The Opinion also errs in singling out Gonzalez as a particularly problematic instance of inconsistency in our Apprendi precedent. First, Gonzalez is inapposite to cases such as Slaughter, Miranda, and Green because they did not concern defective indictments. Second, Gonzalez is also distinguishable from Garcia because Garcia involved de novo review. See supra note 2 (explaining that the Garcia defendant had preserved his Apprendi challenges by raising them below). Third, Gonzalez, like Meshack and Vasquez-Zamora, applied plain error review. See Gonzalez, 259 F.3d 355, 359. Finally, the outcome in Gonzalez is nothing new. Rather, the Gonzalez court, like the Vasquez-Zamora court, exercised its discretion under the fourth prong of plain error review to correct the error because the offense actually stated in the indictment (without a drug quantity) carried a statutory maximum less than the sentence that was imposed.

Gonzalez explained that because of the jurisdictional "nature" of the error (which is discussed below), evidence of the drug quantity at trial or the defendant's acknowledgment of the quantity was irrelevant and could not cure the grand jury's lack of notice of the quantity element (which was an element only because it was used to enhance the sentence). See id. at 360 n. 3. The Gonzalez court also pointed out that the fact that the grand jury did not pass upon the quantity factor did not mean that the conviction failed to charge any offense, but merely that it did not charge the aggravated offense. That is, the quantity omission from the indictment did not render the conviction deficient, but rather resulted in a sentencing error. See id. Thus, the court had jurisdiction, i.e., the authority, to sentence the defendant only under the offense as stated in the indictment, and not under an offense that required the additional element of drug quantity.

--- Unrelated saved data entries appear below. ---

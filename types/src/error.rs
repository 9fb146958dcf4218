//! Parse errors for the fundamental types.

use thiserror::Error;

#[derive(Debug, Error, PartialEq, Eq)]
pub enum TypeError {
    #[error("invalid address: {0}")]
    InvalidAddress(String),

    #[error("invalid fingerprint: {0}")]
    InvalidFingerprint(String),
}
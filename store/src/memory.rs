//! In-memory token ledger.

use std::collections::{BTreeMap, HashMap, HashSet};

use poap_types::{Address, CredentialId};
use serde::{Deserialize, Serialize};

use crate::token::{TokenBinding, TokenLedger};
use crate::StoreError;

/// Token ledger held entirely in memory.
///
/// Serializable so the node can persist it next to the issuance snapshot.
#[derive(Clone, Debug, Default, Serialize, Deserialize)]
pub struct MemoryTokenLedger {
    owners: BTreeMap<CredentialId, Address>,
    #[serde(skip)]
    balances: HashMap<Address, u64>,
}

impl MemoryTokenLedger {
    pub fn new() -> Self {
        Self::default()
    }

    /// Rebuild the per-owner balance cache after deserialization.
    pub fn reindex(&mut self) {
        self.balances.clear();
        for owner in self.owners.values() {
            *self.balances.entry(*owner).or_default() += 1;
        }
    }

    /// All bindings in id order.
    pub fn bindings(&self) -> impl Iterator<Item = TokenBinding> + '_ {
        self.owners
            .iter()
            .map(|(&id, &owner)| TokenBinding { id, owner })
    }

    fn check(&self, bindings: &[TokenBinding]) -> Result<(), StoreError> {
        let mut seen = HashSet::with_capacity(bindings.len());
        for b in bindings {
            if b.id.is_unclaimed() {
                return Err(StoreError::ReservedId);
            }
            if b.owner.is_zero() {
                return Err(StoreError::ZeroOwner(b.id));
            }
            if self.owners.contains_key(&b.id) {
                return Err(StoreError::AlreadyBound(b.id));
            }
            if !seen.insert(b.id) {
                return Err(StoreError::DuplicateBinding(b.id));
            }
        }
        Ok(())
    }
}

impl TokenLedger for MemoryTokenLedger {
    fn bind_all(&mut self, bindings: &[TokenBinding]) -> Result<(), StoreError> {
        self.check(bindings)?;
        for b in bindings {
            self.owners.insert(b.id, b.owner);
            *self.balances.entry(b.owner).or_default() += 1;
        }
        Ok(())
    }

    fn owner_of(&self, id: CredentialId) -> Option<Address> {
        self.owners.get(&id).copied()
    }

    fn balance_of(&self, owner: &Address) -> u64 {
        self.balances.get(owner).copied().unwrap_or(0)
    }

    fn total_bound(&self) -> u64 {
        self.owners.len() as u64
    }
}
//! Credential id sequencer.

use poap_types::CredentialId;

use crate::error::RegistryError;

/// Hands out strictly increasing credential ids, starting at 1.
///
/// Allocation is two-phase: [`IdSequencer::reserve`] (or `peek` for a single
/// id) names the ids without consuming them, and the commit path consumes
/// them with `advance_past` once the issuance can no longer fail.
#[derive(Clone, Debug)]
pub struct IdSequencer {
    next: CredentialId,
}

impl IdSequencer {
    pub fn new() -> Self {
        Self {
            next: CredentialId::FIRST,
        }
    }

    /// Resume after `last` (the highest id ever assigned).
    pub fn resume_after(last: CredentialId) -> Result<Self, RegistryError> {
        let next = last.successor().ok_or(RegistryError::IdSpaceExhausted)?;
        Ok(Self { next })
    }

    /// The id the next issuance will be assigned.
    pub fn peek(&self) -> CredentialId {
        self.next
    }

    /// The next `count` ids, without consuming them.
    pub fn reserve(&self, count: usize) -> Result<Vec<CredentialId>, RegistryError> {
        let mut ids = Vec::with_capacity(count);
        let mut cursor = self.next;
        for _ in 0..count {
            ids.push(cursor);
            cursor = cursor.successor().ok_or(RegistryError::IdSpaceExhausted)?;
        }
        Ok(ids)
    }

    /// Consume every id up to and including `last`.
    pub(crate) fn advance_past(&mut self, last: CredentialId) -> Result<(), RegistryError> {
        if last >= self.next {
            self.next = last.successor().ok_or(RegistryError::IdSpaceExhausted)?;
        }
        Ok(())
    }
}

impl Default for IdSequencer {
    fn default() -> Self {
        Self::new()
    }
}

By noting that " Gonzalez may have properly interpreted this court's attachment to precision in indictments," see supra Opinion at note 11, the Opinion acknowledges that the omission of an element from the indictment "may" trigger a different legal analysis than that triggered by the omission of an element from the jury instruction. The Opinion attempts to diminish the significance of that consideration, however, by stating that " Apprendi expressly declined to deal with the constitutional implication of sufficiency of the indictment." See supra Opinion at note 11. To be clear, the Apprendi Court did not address the indictment issue because the Presentment Clause of the Fifth Amendment has not been made applicable to the states via the Fourteenth Amendment. See Apprendi at 477 n. 3, 120 S.Ct. 2348. The Opinion's suggestion that Apprendi may be limited to the rights to a trial by jury and to a beyond-a-reasonable-doubt standard of proof is based on a fundamental misunderstanding of Apprendi. Apprendi is the Court's latest addition to a subset of cases in the Court's Fifth and Sixth Amendment jurisprudence drawing a constitutional line between "sentencing factors" and "elements." Apprendi held that "[o]ther than the fact of a prior conviction, any fact that increases the statutory maximum penalty beyond the prescribed statutory maximum" is an element. It follows (1) that defendants such as Apprendi, who are subject to a state prosecution, are entitled to have such facts submitted to a jury and proved beyond a reasonable doubt, and (2) that defendants such as those in this case, who are subject to federal prosecution, are entitled to those same rights and to the right to be tried and sentenced only upon an indictment by a grand jury.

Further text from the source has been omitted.